According to Randy DeCleene, a spokesman for Americans for George, the government will actually face a net loss in the first four years after enactment of the legislation – a fact that the GAO report itself acknowledges – which is due to what the report calls “the up-front costs to the U.S. Mint of increasing its coin production during the transition.”

DeCleene said the government would break even only after the first 10 years, and there is no guarantee that the legislation would actually save money. An analysis by Fiscal Economics indicates that the purported benefit in the report results from the assumed ability of the government to replace the existing stock of $1 notes with 50 percent more $1 coins, and counts the difference as revenue.

In addition, DeCleene said the GAO report does not include the negative impact the switch would have on the private sector. The analysis found that a switch to dollar coins would increase annual costs to businesses by $201.85 million and lead to at least 4,300 job losses. And then there are the capital expenses: Businesses would have to install additional storage facilities, safes, new cash registers, and counting machines to accommodate the coins.

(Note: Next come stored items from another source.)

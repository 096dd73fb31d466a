use crate::define_id_type;

define_id_type!(VertexId, u32);
define_id_type!(EdgeId, u32);
define_id_type!(SubsystemId, u32);
define_id_type!(ResourceTypeId, u32);
define_id_type!(SpanId, u64);
define_id_type!(JobId, u64);

/// What a specification node matches against: a concrete resource type or a slot.
#[derive(Debug, Copy, Clone, PartialEq, Eq, Hash, PartialOrd, Ord, serde::Serialize, serde::Deserialize)]
pub enum TypeKey {
    Resource(ResourceTypeId),
    Slot,
}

According to DeCleene, the only way to get the coin to work is to eliminate the dollar bill entirely – but the Luntz Global poll reported that an overwhelming 83 percent of Americans favor keeping the paper form.

“History is full of failed coin initiatives,” DeCleene said, referring to the rarely seen Sacagawea, Susan B. Anthony, and presidential dollar coins. “People like the bill: It’s convenient, it’s something they’re used to, it’s an iconic symbol of America in the U.S. and abroad.”